We estimated the binding affinities of the probes by finding the capacity, B, and the dissociation constant, Kd, in the diffusion-binding model that reduced the apparent OS diffusion coefficient twofold. We then introduced the observed 10-fold diffusion impediment to PMPs traversing the connecting cilium in the full DBT model and allowed it to run until a steady-state distribution was achieved. We found that a variety of combinations of Kd and B could produce the twofold changes in the effective DOS with similar changes in OSEI; thus, we present the results in terms of equivalent binding power (EBP), where EBP ≈ Kd/B. An EBP of 1.5 resulted in twofold reduction in effective DOS but produced an OSEI of only ∼0.55, slightly higher than unmodified E/PAGFP but not close to the OSEI of approximately five observed for EGFP-GRK1ct18 (Fig. 9, B, C, and F). Higher OSEI were obtainable with higher affinity OS binding, but at the cost of dramatically reduced OS mobility (Fig. 9 F).

Introducing active transport within the connecting cilium with an OS-directed transport velocity, v ≈ 0.55 µm s−1 combined with the weak OS binding resulted in OSEI of ∼0.8 (Fig. 9, D and F). To put this velocity into perspective, given that GRK1 is present in the rod at a ratio of 1:800 rhodopsins (Klenchin et al., 1995), which corresponds to a cytoplasmic concentration of ∼3.75 µM, v = 0.55 µm s−1 is equivalent to transporting ∼17 molecules of GRK1 per second through the axoneme-excluded CC. Finally, adding a CC diffusion impediment, reducing Dcc to 0.4 µm2 s−1, was necessary to achieve the OSEI of approximately five (Fig. 9, E–G). Active transport of some form and impeded connecting cilium diffusion thus appear to be the major factors needed to produce the observed OS enrichment of EGFP-GRK1ct18, and by extension, enrichment of GRK1.
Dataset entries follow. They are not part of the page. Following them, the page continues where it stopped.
//! Business-unit (UNE) codes used to scope analytics queries.

// std
use std::ops::Deref;
// self
use crate::_prelude::*;

const UNE_MAX_LEN: usize = 32;

/// Error returned when a UNE code fails validation.
#[derive(Clone, Debug, PartialEq, Eq, Serialize, ThisError)]
pub enum UneCodeError {
	/// The code was empty.
	#[error("UNE code cannot be empty.")]
	Empty,
	/// The code contains characters other than ASCII letters, digits, `-`, or `_`.
	#[error("UNE code `{code}` contains unsupported characters.")]
	InvalidCharacter {
		/// Offending code.
		code: String,
	},
	/// The code exceeded the allowed character count.
	#[error("UNE code exceeds {max} characters.")]
	TooLong {
		/// Maximum permitted character count.
		max: usize,
	},
}

/// Retail business-unit (store) identifier.
#[derive(Clone, PartialEq, Eq, PartialOrd, Ord, Hash, Serialize, Deserialize)]
#[serde(try_from = "String", into = "String")]
pub struct UneCode(String);
impl UneCode {
	/// Creates a new code after validation.
	pub fn new(value: impl AsRef<str>) -> Result<Self, UneCodeError> {
		let view = value.as_ref();

		validate(view)?;

		Ok(Self(view.to_owned()))
	}
}
impl Deref for UneCode {
	type Target = str;

	fn deref(&self) -> &Self::Target {
		&self.0
	}
}
impl AsRef<str> for UneCode {
	fn as_ref(&self) -> &str {
		&self.0
	}
}
impl From<UneCode> for String {
	fn from(value: UneCode) -> Self {
		value.0
	}
}
impl TryFrom<String> for UneCode {
	type Error = UneCodeError;

	fn try_from(value: String) -> Result<Self, Self::Error> {
		validate(&value)?;

		Ok(Self(value))
	}
}
impl Debug for UneCode {
	fn fmt(&self, f: &mut Formatter) -> FmtResult {
		write!(f, "Une({})", self.0)
	}
}
impl Display for UneCode {
	fn fmt(&self, f: &mut Formatter) -> FmtResult {
		f.write_str(&self.0)
	}
}
impl FromStr for UneCode {
	type Err = UneCodeError;

	fn from_str(s: &str) -> Result<Self, Self::Err> {
		Self::new(s)
	}
}

fn validate(view: &str) -> Result<(), UneCodeError> {
	if view.is_empty() {
		return Err(UneCodeError::Empty);
	}
	if !view.chars().all(|c| c.is_ascii_alphanumeric() || matches!(c, '-' | '_')) {
		return Err(UneCodeError::InvalidCharacter { code: view.into() });
	}
	if view.len() > UNE_MAX_LEN {
		return Err(UneCodeError::TooLong { max: UNE_MAX_LEN });
	}

	Ok(())
}
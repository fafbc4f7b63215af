//! Session-aware API client for the retail BI dashboard: bearer injection, single-flight
//! refresh-on-401 with request queuing, and fixed-interval dashboard polling over one injected
//! transport.

#![deny(clippy::all, missing_docs, unused_crate_dependencies)]

pub mod api;
pub mod auth;
pub mod client;
pub mod config;
pub mod error;
pub mod http;
pub mod nav;
pub mod obs;
pub mod poll;
pub mod store;

mod _prelude {
	pub use std::{
		collections::{BTreeMap, HashMap},
		error::Error as StdError,
		fmt::{Debug, Display, Formatter, Result as FmtResult},
		future::Future,
		pin::Pin,
		str::FromStr,
		sync::Arc,
	};

	pub use parking_lot::{Mutex, RwLock};
	#[cfg(feature = "reqwest")]
	pub use reqwest::{Client as ReqwestClient, Error as ReqwestError};
	pub use serde::{Deserialize, Serialize, de::DeserializeOwned};
	pub use thiserror::Error as ThisError;
	pub use time::{Duration, OffsetDateTime};
	pub use url::Url;

	pub use crate::error::{Error, Result};
}

pub use ::http as http_types;
#[cfg(feature = "reqwest")] pub use reqwest;
pub use url;
#[cfg(test)] use httpmock as _;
Finally, we examined whether a weak local binding sink could account for the degree of synapse enrichment and the rapid exchange among IS pools found for Far+8 (Fig. 9, H–J). Indeed, a Kd of 0.5 µM in the synapse was sufficient to produce the observed SynEI, with a t1/2 of FRAPb recovery of ∼2 min, as observed for Far+8.

## Discussion

Extant models for the transport and confinement of PMPs to subcellular compartments include vesicular transport, transport by motor-driven protein complexes, and diffusion, all of which are mediated by LBC proteins (Baehr, 2014; Jensen and Leroux, 2017). All of these theories involve tight membrane binding or a selective diffusion barrier to maintain steep concentration gradients, i.e., they either implicitly or explicitly hypothesize that once a PMP is delivered to a compartment, it remains there indefinitely.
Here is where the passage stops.